Filtering, counting, and parameter iteration
# First - create a tiny shell script to run vcfutils, accepting a single parameter:

echo "#\!/bin/bash" > tiny.sh
echo "echo \"Sweeping with vcfutils.pl, min read depth of: \$1\" " >> tiny.sh
echo "$TACC_SAMTOOLS_DIR/bcftools/vcfutils.pl varFilter -Q 20 -d \$1 hs37d5_allseqs_bwa.raw.vcf | grep -v '^#' | wc -l " >> tiny.sh

# Now make it executable

chmod +x tiny.sh

# Use xargs to do a sweep of read depths

echo 2 3 4 5 6 7 | xargs -n 1 tiny.sh
 Output
Sweeping with vcfutils.pl, min read depth of: 2
1487
Sweeping with vcfutils.pl, min read depth of: 3
996
Sweeping with vcfutils.pl, min read depth of: 4
696
Sweeping with vcfutils.pl, min read depth of: 5
548
Sweeping with vcfutils.pl, min read depth of: 6
388
Sweeping with vcfutils.pl, min read depth of: 7
316

This may be obvious, but there are fewer SNPs returned the higher read depth you require to support them.

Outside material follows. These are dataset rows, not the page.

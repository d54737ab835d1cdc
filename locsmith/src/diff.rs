//! Change detection between the previous source snapshot and the current
//! source.
//!
//! Structural and catalog formats diff their flat maps directly. Source-code
//! formats diff the raw text line by line and intersect the inserted ranges
//! with the positions of located string literals.

use similar::{DiffTag, TextDiff};

use crate::flatten::FlatMap;
use crate::formats::StringMatch;

/// Keys that are new or whose source text changed, in current-source order.
/// With no previous snapshot every key is pending.
pub fn changed_keys(previous: Option<&FlatMap>, current: &FlatMap) -> Vec<String> {
    match previous {
        None => current.keys().cloned().collect(),
        Some(prev) => current
            .iter()
            .filter(|(key, value)| prev.get(*key) != Some(*value))
            .map(|(key, _)| key.clone())
            .collect(),
    }
}

/// Indices (into `matches`) of string literals that sit inside lines added
/// or rewritten between `previous` and `current`.
pub fn changed_literals(previous: &str, current: &str, matches: &[StringMatch]) -> Vec<usize> {
    let diff = TextDiff::from_lines(previous, current);

    // Byte offset of each line start in the current text.
    let mut line_offsets = Vec::new();
    let mut offset = 0usize;
    for line in current.split_inclusive('\n') {
        line_offsets.push(offset);
        offset += line.len();
    }
    line_offsets.push(offset);

    let mut changed = Vec::new();
    for op in diff.ops() {
        if !matches!(op.tag(), DiffTag::Insert | DiffTag::Replace) {
            continue;
        }
        let range = op.new_range();
        let lo = line_offsets[range.start.min(line_offsets.len() - 1)];
        let hi = line_offsets[range.end.min(line_offsets.len() - 1)];

        for (i, m) in matches.iter().enumerate() {
            if m.start >= lo && m.start < hi {
                changed.push(i);
            }
        }
    }

    changed.sort_unstable();
    changed.dedup();
    changed
}

#[cfg(test)]
mod tests {
    use super::*;
    use crate::formats::LiteralScanner;

    fn flat(pairs: &[(&str, &str)]) -> FlatMap {
        pairs
            .iter()
            .map(|(k, v)| (k.to_string(), v.to_string()))
            .collect()
    }

    #[test]
    fn test_changed_keys_detects_additions() {
        let previous = flat(&[("a.b", "hello")]);
        let current = flat(&[("a.b", "hello"), ("a.c", "world")]);
        assert_eq!(changed_keys(Some(&previous), &current), ["a.c"]);
    }

    #[test]
    fn test_changed_keys_detects_modifications() {
        let previous = flat(&[("a", "old"), ("b", "same")]);
        let current = flat(&[("a", "new"), ("b", "same")]);
        assert_eq!(changed_keys(Some(&previous), &current), ["a"]);
    }

    #[test]
    fn test_changed_keys_ignores_removals() {
        let previous = flat(&[("a", "1"), ("b", "2")]);
        let current = flat(&[("a", "1")]);
        assert!(changed_keys(Some(&previous), &current).is_empty());
    }

    #[test]
    fn test_changed_keys_without_previous_selects_all() {
        let current = flat(&[("a", "1"), ("b", "2")]);
        assert_eq!(changed_keys(None, &current), ["a", "b"]);
    }

    #[test]
    fn test_changed_keys_preserves_current_order() {
        let previous = flat(&[]);
        let current = flat(&[("z", "1"), ("a", "2"), ("m", "3")]);
        assert_eq!(changed_keys(Some(&previous), &current), ["z", "a", "m"]);
    }

    #[test]
    fn test_changed_literals_only_in_added_lines() {
        let previous = "const a = \"Hello\";\nconst b = \"World\";\n";
        let current = "const a = \"Hello\";\nconst b = \"World\";\nconst c = \"Fresh\";\n";
        let matches = LiteralScanner::new().scan(current);
        assert_eq!(matches.len(), 3);

        let changed = changed_literals(previous, current, &matches);
        assert_eq!(changed.len(), 1);
        assert_eq!(matches[changed[0]].inner(), "Fresh");
    }

    #[test]
    fn test_changed_literals_rewritten_line() {
        let previous = "greet(\"Hello\");\nbye(\"Later\");\n";
        let current = "greet(\"Hello there\");\nbye(\"Later\");\n";
        let matches = LiteralScanner::new().scan(current);

        let changed = changed_literals(previous, current, &matches);
        assert_eq!(changed.len(), 1);
        assert_eq!(matches[changed[0]].inner(), "Hello there");
    }

    #[test]
    fn test_changed_literals_unchanged_source() {
        let text = "a(\"one\");\nb(\"two\");\n";
        let matches = LiteralScanner::new().scan(text);
        assert!(changed_literals(text, text, &matches).is_empty());
    }
}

Homework: Try to update tiny.sh so that sweeps through Quality rather than read depth

Exercise questions

You can use bedtools and some Linux built-in commands to compare your vcf file to one generated by BioITeam staff using some other data and means (you will need module load bedtools).

Your file: hs37d5_allseqs_bwa.raw.vcf
BioITeam staff VCF file: /corral-repl/utexas/BioITeam/tacc_ngs/human_variation/all.samtools.vcf
 Hints
  1. Investigate grep -c
  2. Try intersectBed and wc

*Question: How many SNPs are in your VCF file and the staff-generated VCF file?

 Solution
grep -c -v "^#" hs37d5_allseqs_bwa.raw.vcf
1507
grep -c -v "^#" /corral-repl/utexas/BioITeam/tacc_ngs/human_variation/all.samtools.vcf
80972

Question: How many SNPs are in common between the two files?

 Solution
intersectBed -a hs37d5_allseqs_bwa.raw.vcf -b /corral-repl/utexas/BioITeam/tacc_ngs/human_variation/all.samtools.vcf | wc -l
88

Question: What are the average and maximum quality values for the SNPs that are in your VCF file?

 Solution
grep -v '^#' hs37d5_allseqs_bwa.raw.vcf | awk 'BEGIN {max=0} {sum+=$6; if ($6>max) {max=$6}} END {print "Average qual: "sum/NR "\tMax qual: " max}'
Average qual: 22.85	Max qual: 113

There's probably no way you knew how to do this! Please check out the power of awk before you write YAPPS (Yet Another Perl or Python Script) - it's a lifesaver, and is named after a cute bird.